Saved data entries
--- START ---

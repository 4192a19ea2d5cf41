//! Client-side handle to a running [`crate::Runtime`].
//!
//! The presentation layer never touches the reducer. It submits [`Intent`]s,
//! reads [`Snapshot`]s and listens for [`Notification`]s, all through an
//! [`AppHandle`]. Handles are cheap to clone.

use tandem_core::MediaOptions;
use tandem_proto::UserId;
use thiserror::Error;
use tokio::sync::{broadcast, mpsc, watch};

use crate::{AppEvent, Intent, Notification, Snapshot, runtime::Inbox};

/// The runtime has stopped and accepts no more intents.
#[derive(Error, Debug, Clone, Copy, PartialEq, Eq)]
#[error("runtime stopped")]
pub struct RuntimeStopped;

/// Handle for submitting intents and observing state.
#[derive(Debug, Clone)]
pub struct AppHandle {
    inbox: mpsc::UnboundedSender<Inbox>,
    snapshots: watch::Receiver<Snapshot>,
    notifications: broadcast::Sender<Notification>,
}

impl AppHandle {
    pub(crate) fn new(
        inbox: mpsc::UnboundedSender<Inbox>,
        snapshots: watch::Receiver<Snapshot>,
        notifications: broadcast::Sender<Notification>,
    ) -> Self {
        Self { inbox, snapshots, notifications }
    }

    /// Submit an intent.
    ///
    /// # Errors
    ///
    /// Returns [`RuntimeStopped`] once the runtime has exited.
    pub fn submit(&self, intent: Intent) -> Result<(), RuntimeStopped> {
        self.inbox.send(Inbox::Event(AppEvent::Intent(intent))).map_err(|_| RuntimeStopped)
    }

    /// Latest published snapshot.
    pub fn snapshot(&self) -> Snapshot {
        self.snapshots.borrow().clone()
    }

    /// Receiver that wakes on every published snapshot.
    pub fn subscribe_snapshots(&self) -> watch::Receiver<Snapshot> {
        self.snapshots.clone()
    }

    /// Subscribe to notifications published from now on.
    pub fn notifications(&self) -> broadcast::Receiver<Notification> {
        self.notifications.subscribe()
    }

    /// Wait until a snapshot satisfies `predicate` and return it.
    ///
    /// # Errors
    ///
    /// Returns [`RuntimeStopped`] if the runtime exits first.
    pub async fn wait_for(
        &self,
        predicate: impl FnMut(&Snapshot) -> bool,
    ) -> Result<Snapshot, RuntimeStopped> {
        let mut snapshots = self.snapshots.clone();
        let snapshot = snapshots.wait_for(predicate).await.map_err(|_| RuntimeStopped)?;
        Ok(snapshot.clone())
    }

    /// Connect as `user`.
    ///
    /// # Errors
    ///
    /// Returns [`RuntimeStopped`] once the runtime has exited.
    pub fn connect(&self, user: UserId) -> Result<(), RuntimeStopped> {
        self.submit(Intent::Connect { user })
    }

    /// Log out.
    pub fn logout(&self) -> Result<(), RuntimeStopped> {
        self.submit(Intent::Logout)
    }

    /// Reload the conversation list.
    pub fn reload(&self) -> Result<(), RuntimeStopped> {
        self.submit(Intent::Reload)
    }

    /// Open the thread with `with`.
    pub fn open_conversation(&self, with: UserId) -> Result<(), RuntimeStopped> {
        self.submit(Intent::OpenConversation { with })
    }

    /// Close the open thread.
    pub fn close_conversation(&self) -> Result<(), RuntimeStopped> {
        self.submit(Intent::CloseConversation)
    }

    /// Send `content` to `to`.
    pub fn send_message(&self, to: UserId, content: impl Into<String>) -> Result<(), RuntimeStopped> {
        self.submit(Intent::SendMessage { to, content: content.into() })
    }

    /// Mark the conversation with `with` as read.
    pub fn mark_read(&self, with: UserId) -> Result<(), RuntimeStopped> {
        self.submit(Intent::MarkRead { with })
    }

    /// Call `to`.
    pub fn start_call(&self, to: UserId, options: MediaOptions) -> Result<(), RuntimeStopped> {
        self.submit(Intent::StartCall { to, options })
    }

    /// Accept the ringing call.
    pub fn accept_call(&self, options: MediaOptions) -> Result<(), RuntimeStopped> {
        self.submit(Intent::AcceptCall { options })
    }

    /// Decline the ringing call.
    pub fn reject_call(&self) -> Result<(), RuntimeStopped> {
        self.submit(Intent::RejectCall)
    }

    /// Hang up.
    pub fn end_call(&self) -> Result<(), RuntimeStopped> {
        self.submit(Intent::EndCall)
    }

    /// Flip the microphone.
    pub fn toggle_mute(&self) -> Result<(), RuntimeStopped> {
        self.submit(Intent::ToggleMute)
    }

    /// Flip the camera.
    pub fn toggle_video(&self) -> Result<(), RuntimeStopped> {
        self.submit(Intent::ToggleVideo)
    }

    /// Share the screen.
    pub fn start_screen_share(&self) -> Result<(), RuntimeStopped> {
        self.submit(Intent::StartScreenShare)
    }

    /// Back to the camera.
    pub fn stop_screen_share(&self) -> Result<(), RuntimeStopped> {
        self.submit(Intent::StopScreenShare)
    }

    /// Stop the runtime.
    pub fn quit(&self) -> Result<(), RuntimeStopped> {
        self.submit(Intent::Quit)
    }
}
impl<I> RelayConnection<I>
where
    I: Copy + Ord + Send + Sync + Sub<Output = Duration>,
{
    /// Create a disconnected connection with no subscriptions.
    pub fn new(config: ConnectionConfig) -> Self {
        Self {
            config,
            user: None,
            phase: Phase::Idle,
            transport: TransportId(0),
            subscriptions: Vec::new(),
            gave_up: false,
        }
    }

    /// Configuration in use.
    pub fn config(&self) -> &ConnectionConfig {
        &self.config
    }

    /// Coarse status.
    pub fn status(&self) -> ConnectionStatus {
        match self.phase {
            Phase::Idle | Phase::Backoff { .. } => ConnectionStatus::Disconnected,
            Phase::Opening { .. } | Phase::Handshaking { .. } => ConnectionStatus::Connecting,
            Phase::Connected { .. } => ConnectionStatus::Connected,
        }
    }

    /// Whether the handshake has completed.
    pub fn is_connected(&self) -> bool {
        matches!(self.phase, Phase::Connected { .. })
    }

    /// Whether an automatic reconnect is pending or in flight.
    pub fn is_reconnecting(&self) -> bool {
        self.attempt() > 0
    }

    /// Reconnect attempts exhausted since the last user-initiated connect.
    pub fn gave_up(&self) -> bool {
        self.gave_up
    }

    /// Current reconnect attempt (zero while healthy).
    pub fn attempt(&self) -> u32 {
        match self.phase {
            Phase::Backoff { attempt, .. }
            | Phase::Opening { attempt, .. }
            | Phase::Handshaking { attempt, .. } => attempt,
            Phase::Idle | Phase::Connected { .. } => 0,
        }
    }

    /// Identity of the session. `None` before connect and after disconnect.
    pub fn user(&self) -> Option<UserId> {
        self.user
    }

    /// Id of the current transport.
    pub fn transport(&self) -> TransportId {
        self.transport
    }

    /// Registered channels in registration order.
    pub fn subscriptions(&self) -> &[Channel] {
        &self.subscriptions
    }

    /// Connect as `user`.
    ///
    /// Idempotent while connected as the same user: no actions, the transport
    /// and subscriptions stay as they are. Connecting as a different user
    /// tears down the current transport first. A pending backoff is cut short.
    pub fn connect(&mut self, user: UserId, now: I) -> Vec<ConnectionAction> {
        let same_user = self.user == Some(user);
        match self.phase {
            Phase::Connected { .. } | Phase::Opening { .. } | Phase::Handshaking { .. }
                if same_user =>
            {
                return vec![];
            },
            _ => {},
        }

        let mut actions = Vec::new();
        if self.has_transport() {
            actions.push(ConnectionAction::CloseTransport);
        }
        let attempt = match self.phase {
            Phase::Backoff { attempt, .. } if same_user => attempt,
            _ => 0,
        };

        self.user = Some(user);
        self.gave_up = false;
        actions.push(self.open(user, attempt, now));
        actions
    }

    /// Register a channel. Duplicates are ignored.
    pub fn subscribe(&mut self, channel: Channel, now: I) -> Vec<ConnectionAction> {
        if self.subscriptions.contains(&channel) {
            return vec![];
        }
        self.subscriptions.push(channel);

        match (self.phase, self.user) {
            (Phase::Connected { .. }, Some(user)) => {
                let frame = self.subscribe_frame(channel, user);
                self.touch_outbound(now);
                vec![ConnectionAction::SendFrame(frame)]
            },
            _ => vec![],
        }
    }

    /// Drop a channel registration.
    pub fn unsubscribe(&mut self, channel: Channel, now: I) -> Vec<ConnectionAction> {
        let before = self.subscriptions.len();
        self.subscriptions.retain(|c| *c != channel);
        if self.subscriptions.len() == before || !self.is_connected() {
            return vec![];
        }
        self.touch_outbound(now);
        vec![ConnectionAction::SendFrame(Frame::unsubscribe(&subscription_id(channel)))]
    }

    /// Publish a body.
    ///
    /// Never waits: the frame is handed to the open transport or the call
    /// fails immediately.
    ///
    /// # Errors
    ///
    /// - `PublishError::NotConnected` unless connected
    /// - `PublishError::Encode` if the body cannot be serialized
    pub fn publish(
        &mut self,
        outbound: Outbound,
        now: I,
    ) -> Result<Vec<ConnectionAction>, PublishError> {
        if !self.is_connected() {
            return Err(PublishError::NotConnected);
        }
        let frame = outbound.into_frame(&self.config.destinations)?;
        self.touch_outbound(now);
        Ok(vec![ConnectionAction::SendFrame(frame)])
    }

    /// Deliberate disconnect (logout).
    ///
    /// Announces departure when connected, closes the transport and cancels
    /// any pending reconnect. The only transition that never reconnects.
    pub fn disconnect(&mut self) -> Vec<ConnectionAction> {
        let mut actions = Vec::new();
        if let (Phase::Connected { .. }, Some(user)) = (self.phase, self.user) {
            if let Ok(frame) = Outbound::Disconnect(user).into_frame(&self.config.destinations) {
                actions.push(ConnectionAction::SendFrame(frame));
            }
            actions.push(ConnectionAction::SendFrame(Frame::disconnect(&format!(
                "disconnect-{}",
                self.transport.0
            ))));
        }
        if self.has_transport() {
            actions.push(ConnectionAction::CloseTransport);
        }
        self.phase = Phase::Idle;
        self.user = None;
        self.gave_up = false;
        actions
    }

    /// The transport opened; start the handshake.
    ///
    /// # Errors
    ///
    /// - `ConnectionError::InvalidState` unless a transport is being opened
    pub fn transport_opened(
        &mut self,
        transport: TransportId,
        now: I,
    ) -> Result<Vec<ConnectionAction>, ConnectionError> {
        if transport != self.transport {
            return Ok(vec![]);
        }
        let (Phase::Opening { attempt, .. }, Some(user)) = (self.phase, self.user) else {
            return Err(ConnectionError::InvalidState {
                state: self.status(),
                operation: "transport_opened",
            });
        };

        self.phase = Phase::Handshaking { attempt, since: now };
        let connect = Frame::connect(
            self.config.host(),
            &user.to_string(),
            HeartBeat::symmetric(self.config.heartbeat_interval),
        );
        Ok(vec![ConnectionAction::SendFrame(connect)])
    }

    /// The transport failed or closed underneath us.
    pub fn transport_failed(
        &mut self,
        transport: TransportId,
        error: &ConnectionError,
        now: I,
    ) -> Vec<ConnectionAction> {
        if transport != self.transport || !self.has_transport() {
            return vec![];
        }
        self.fail(error.to_string(), now)
    }

    /// Inbound heart-beat.
    pub fn handle_heartbeat(&mut self, transport: TransportId, now: I) {
        if transport != self.transport {
            return;
        }
        if let Phase::Connected { last_inbound, .. } = &mut self.phase {
            *last_inbound = now;
        }
    }

    /// Process an inbound frame.
    ///
    /// An `ERROR` frame from the relay is not returned as an error: it runs
    /// the failure path (and therefore the reconnect schedule).
    ///
    /// # Errors
    ///
    /// - `ConnectionError::UnexpectedFrame` if the command is invalid for the
    ///   current state
    /// - `ConnectionError::Protocol` if the `CONNECTED` heart-beat header is
    ///   malformed
    pub fn handle_frame(
        &mut self,
        transport: TransportId,
        frame: Frame,
        now: I,
    ) -> Result<Vec<ConnectionAction>, ConnectionError> {
        if transport != self.transport {
            return Ok(vec![]);
        }

        if let Phase::Connected { last_inbound, .. } = &mut self.phase {
            *last_inbound = now;
        }

        match (self.phase, frame.command) {
            (Phase::Handshaking { .. }, Command::Connected) => self.established(&frame, now),

            (Phase::Connected { .. }, Command::Message) => Ok(self.deliver(frame)),

            (Phase::Connected { .. }, Command::Receipt) => Ok(vec![]),

            (Phase::Handshaking { .. } | Phase::Connected { .. }, Command::Error) => {
                let message = frame.headers.get("message").unwrap_or("unspecified").to_string();
                tracing::warn!(%message, "relay sent ERROR frame");
                Ok(self.fail(ConnectionError::Relay(message).to_string(), now))
            },

            (_, command) => Err(ConnectionError::UnexpectedFrame {
                state: self.status(),
                command: command.as_str(),
            }),
        }
    }

    /// Process periodic maintenance: timeouts, heart-beats, backoff expiry.
    pub fn tick(&mut self, now: I) -> Vec<ConnectionAction> {
        match self.phase {
            Phase::Idle => vec![],

            Phase::Backoff { attempt, since, delay } => {
                if now - since < delay {
                    return vec![];
                }
                match self.user {
                    Some(user) => vec![self.open(user, attempt, now)],
                    None => {
                        self.phase = Phase::Idle;
                        vec![]
                    },
                }
            },

            Phase::Opening { since, .. } | Phase::Handshaking { since, .. } => {
                let elapsed = now - since;
                if elapsed > self.config.handshake_timeout {
                    self.fail(ConnectionError::HandshakeTimeout { elapsed }.to_string(), now)
                } else {
                    vec![]
                }
            },

            Phase::Connected { send_every, expect_every, last_inbound, last_outbound } => {
                let silent = now - last_inbound;
                let limit = expect_every * self.config.idle_tolerance;
                if !expect_every.is_zero() && silent > limit {
                    return self.fail(ConnectionError::IdleTimeout { elapsed: silent }.to_string(), now);
                }

                if !send_every.is_zero() && now - last_outbound >= send_every {
                    self.touch_outbound(now);
                    return vec![ConnectionAction::SendHeartbeat];
                }
                vec![]
            },
        }
    }

    fn has_transport(&self) -> bool {
        matches!(
            self.phase,
            Phase::Opening { .. } | Phase::Handshaking { .. } | Phase::Connected { .. }
        )
    }

    fn open(&mut self, user: UserId, attempt: u32, now: I) -> ConnectionAction {
        self.transport = TransportId(self.transport.0 + 1);
        self.phase = Phase::Opening { attempt, since: now };
        tracing::debug!(transport = %self.transport, attempt, "opening transport");
        ConnectionAction::OpenTransport { transport: self.transport, user }
    }

    fn established(
        &mut self,
        frame: &Frame,
        now: I,
    ) -> Result<Vec<ConnectionAction>, ConnectionError> {
        let Some(user) = self.user else {
            return Err(ConnectionError::InvalidState {
                state: self.status(),
                operation: "handshake",
            });
        };

        let server = match frame.headers.get("heart-beat") {
            Some(raw) => HeartBeat::parse(raw)?,
            None => HeartBeat::DISABLED,
        };
        let (send_every, expect_every) =
            HeartBeat::symmetric(self.config.heartbeat_interval).negotiate(&server);

        self.phase =
            Phase::Connected { send_every, expect_every, last_inbound: now, last_outbound: now };
        tracing::info!(%user, ?send_every, ?expect_every, "relay connection established");

        let mut actions = Vec::with_capacity(self.subscriptions.len() + 2);
        let announce = Outbound::Connect(user).into_frame(&self.config.destinations)?;
        actions.push(ConnectionAction::SendFrame(announce));
        for &channel in &self.subscriptions {
            actions.push(ConnectionAction::SendFrame(self.subscribe_frame(channel, user)));
        }
        actions.push(ConnectionAction::Established { user });
        Ok(actions)
    }

    fn deliver(&self, frame: Frame) -> Vec<ConnectionAction> {
        let by_subscription = frame.headers.get("subscription").and_then(|id| {
            self.subscriptions.iter().copied().find(|&c| subscription_id(c) == id)
        });
        let by_destination = || {
            let user = self.user?;
            let channel = self.config.destinations.resolve(frame.destination()?, user)?;
            self.subscriptions.contains(&channel).then_some(channel)
        };

        match by_subscription.or_else(by_destination) {
            Some(channel) => vec![ConnectionAction::Deliver { channel, frame }],
            None => {
                tracing::warn!(
                    destination = frame.destination().unwrap_or("<none>"),
                    "dropping frame for unknown subscription"
                );
                vec![]
            },
        }
    }

    fn fail(&mut self, reason: String, now: I) -> Vec<ConnectionAction> {
        let was_connected = self.is_connected();
        let attempt = self.attempt() + 1;

        let mut actions = vec![ConnectionAction::CloseTransport];
        if was_connected {
            tracing::warn!(%reason, "relay connection lost");
            actions.push(ConnectionAction::Lost { reason });
        } else {
            tracing::debug!(%reason, attempt, "connection attempt failed");
        }

        if attempt > self.config.max_reconnect_attempts {
            tracing::warn!(attempts = attempt - 1, "giving up on relay connection");
            self.phase = Phase::Idle;
            self.gave_up = true;
            actions.push(ConnectionAction::GaveUp { attempts: attempt - 1 });
            return actions;
        }

        let delay = self.config.reconnect_base_delay * attempt;
        self.phase = Phase::Backoff { attempt, since: now, delay };
        actions.push(ConnectionAction::ReconnectScheduled { attempt, delay });
        actions
    }

    fn subscribe_frame(&self, channel: Channel, user: UserId) -> Frame {
        Frame::subscribe(
            &subscription_id(channel),
            &self.config.destinations.channel(channel, user),
        )
    }

    fn touch_outbound(&mut self, now: I) {
        if let Phase::Connected { last_outbound, .. } = &mut self.phase {
            *last_outbound = now;
        }
    }
}
//! Media backend abstraction.
//!
//! The call engine never touches devices or peer connections. It emits
//! [`CallAction`](super::CallAction)s; the runtime executes them against a
//! [`MediaBackend`] and feeds completions back as
//! [`CallEvent`](super::CallEvent)s. Every operation is keyed by [`CallId`] so
//! the backend can keep resources from overlapping calls apart.
//!
//! Asynchronous peer activity (trickled candidates, connection state changes,
//! remote tracks) is pushed through the [`PeerEventSink`] handed to
//! [`MediaBackend::open_peer`].

use std::{future::Future, sync::Arc};

use tandem_proto::{IceCandidate, SessionDescription};
use thiserror::Error;

use super::{CallId, IceServer, MediaOptions};

/// Kind of a local track.
#[derive(Debug, Clone, Copy, PartialEq, Eq, Hash)]
pub enum TrackKind {
    /// Microphone
    Audio,
    /// Camera
    Video,
    /// Display capture
    Screen,
}

/// A local track obtained for a call.
#[derive(Debug, Clone, PartialEq, Eq, Hash)]
pub struct TrackInfo {
    /// Backend-unique track id, never reused
    pub id: u64,
    /// Track kind
    pub kind: TrackKind,
}

/// Local media acquired for a call.
#[derive(Debug, Clone, PartialEq, Eq, Default)]
pub struct LocalMedia {
    /// Tracks in the local stream
    pub tracks: Vec<TrackInfo>,
}

impl LocalMedia {
    /// Whether the stream carries a camera track.
    pub fn has_video(&self) -> bool {
        self.tracks.iter().any(|t| t.kind == TrackKind::Video)
    }
}

/// Peer connection state as reported by the backend.
#[derive(Debug, Clone, Copy, PartialEq, Eq, Hash)]
pub enum PeerState {
    /// Negotiating connectivity
    Connecting,
    /// Media path established
    Connected,
    /// Connectivity lost
    Disconnected,
    /// Negotiation or connectivity failed
    Failed,
    /// Closed locally or remotely
    Closed,
}

impl PeerState {
    /// States that end the call.
    pub fn is_terminal(self) -> bool {
        matches!(self, Self::Disconnected | Self::Failed | Self::Closed)
    }
}

/// Asynchronous event from an open peer connection.
#[derive(Debug, Clone, PartialEq, Eq)]
pub enum PeerEvent {
    /// Locally gathered candidate to trickle to the remote party
    LocalCandidate(IceCandidate),
    /// Connection state change
    State(PeerState),
    /// First remote track arrived
    RemoteStream,
}

/// Callback receiving peer events, tagged with the call they belong to.
pub type PeerEventSink = Arc<dyn Fn(CallId, PeerEvent) + Send + Sync>;

/// Media backend failure.
#[derive(Error, Debug, Clone, PartialEq, Eq)]
pub enum MediaError {
    /// Device missing or permission denied
    #[error("media device unavailable: {0}")]
    Device(String),
    /// No peer connection for the call
    #[error("no peer connection for {0}")]
    NoPeer(CallId),
    /// SDP or ICE negotiation failed
    #[error("negotiation failed: {0}")]
    Negotiation(String),
}

/// Devices and peer connections.
///
/// # Invariants
///
/// Implementations MUST guarantee:
///
/// - `release_media(call)` stops every track obtained for `call`, including
///   tracks whose acquisition completes after the release
/// - track ids are never reused
/// - `close_peer` and `release_media` are idempotent
pub trait MediaBackend: Clone + Send + Sync + 'static {
    /// Acquire local media per `options`.
    fn acquire(
        &self,
        call: CallId,
        options: MediaOptions,
    ) -> impl Future<Output = Result<LocalMedia, MediaError>> + Send;

    /// Create the peer connection for `call` with the local tracks attached.
    fn open_peer(
        &self,
        call: CallId,
        ice_servers: Vec<IceServer>,
        sink: PeerEventSink,
    ) -> impl Future<Output = Result<(), MediaError>> + Send;

    /// Create an offer and install it as the local description.
    fn create_offer(
        &self,
        call: CallId,
    ) -> impl Future<Output = Result<SessionDescription, MediaError>> + Send;

    /// Install `offer` as the remote description and create an answer.
    fn create_answer(
        &self,
        call: CallId,
        offer: SessionDescription,
    ) -> impl Future<Output = Result<SessionDescription, MediaError>> + Send;

    /// Install the remote answer.
    fn set_remote_answer(
        &self,
        call: CallId,
        answer: SessionDescription,
    ) -> impl Future<Output = Result<(), MediaError>> + Send;

    /// Apply a remote ICE candidate.
    fn add_remote_candidate(
        &self,
        call: CallId,
        candidate: IceCandidate,
    ) -> impl Future<Output = Result<(), MediaError>> + Send;

    /// Enable or disable local tracks of `kind`.
    fn set_track_enabled(
        &self,
        call: CallId,
        kind: TrackKind,
        enabled: bool,
    ) -> impl Future<Output = Result<(), MediaError>> + Send;

    /// Replace the outgoing video with display capture.
    fn start_screen_share(&self, call: CallId) -> impl Future<Output = Result<(), MediaError>> + Send;

    /// Restore the camera as outgoing video.
    fn stop_screen_share(&self, call: CallId) -> impl Future<Output = Result<(), MediaError>> + Send;

    /// Whether remote video bytes are still arriving.
    fn probe_remote_video(&self, call: CallId) -> impl Future<Output = Result<bool, MediaError>> + Send;

    /// Close the peer connection for `call`.
    fn close_peer(&self, call: CallId) -> impl Future<Output = ()> + Send;

    /// Stop every local track obtained for `call`.
    fn release_media(&self, call: CallId) -> impl Future<Output = ()> + Send;
}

--- END ---

## ABOUT THIS TASK
Exact reproduction is required: output the lines from the start of the entries above through the line with "and observing state.".

## TASK RESULT
repository 4192a19ea2d5cf41
//! Client-side handle to a running [`crate::Runtime`].
//!
//! The presentation layer never touches the reducer. It submits [`Intent`]s,
//! reads [`Snapshot`]s and listens for [`Notification`]s, all through an
//! [`AppHandle`]. Handles are cheap to clone.

use tandem_core::MediaOptions;
use tandem_proto::UserId;
use thiserror::Error;
use tokio::sync::{broadcast, mpsc, watch};

use crate::{AppEvent, Intent, Notification, Snapshot, runtime::Inbox};

/// The runtime has stopped and accepts no more intents.
#[derive(Error, Debug, Clone, Copy, PartialEq, Eq)]
#[error("runtime stopped")]
pub struct RuntimeStopped;

/// Handle for submitting intents and observing state.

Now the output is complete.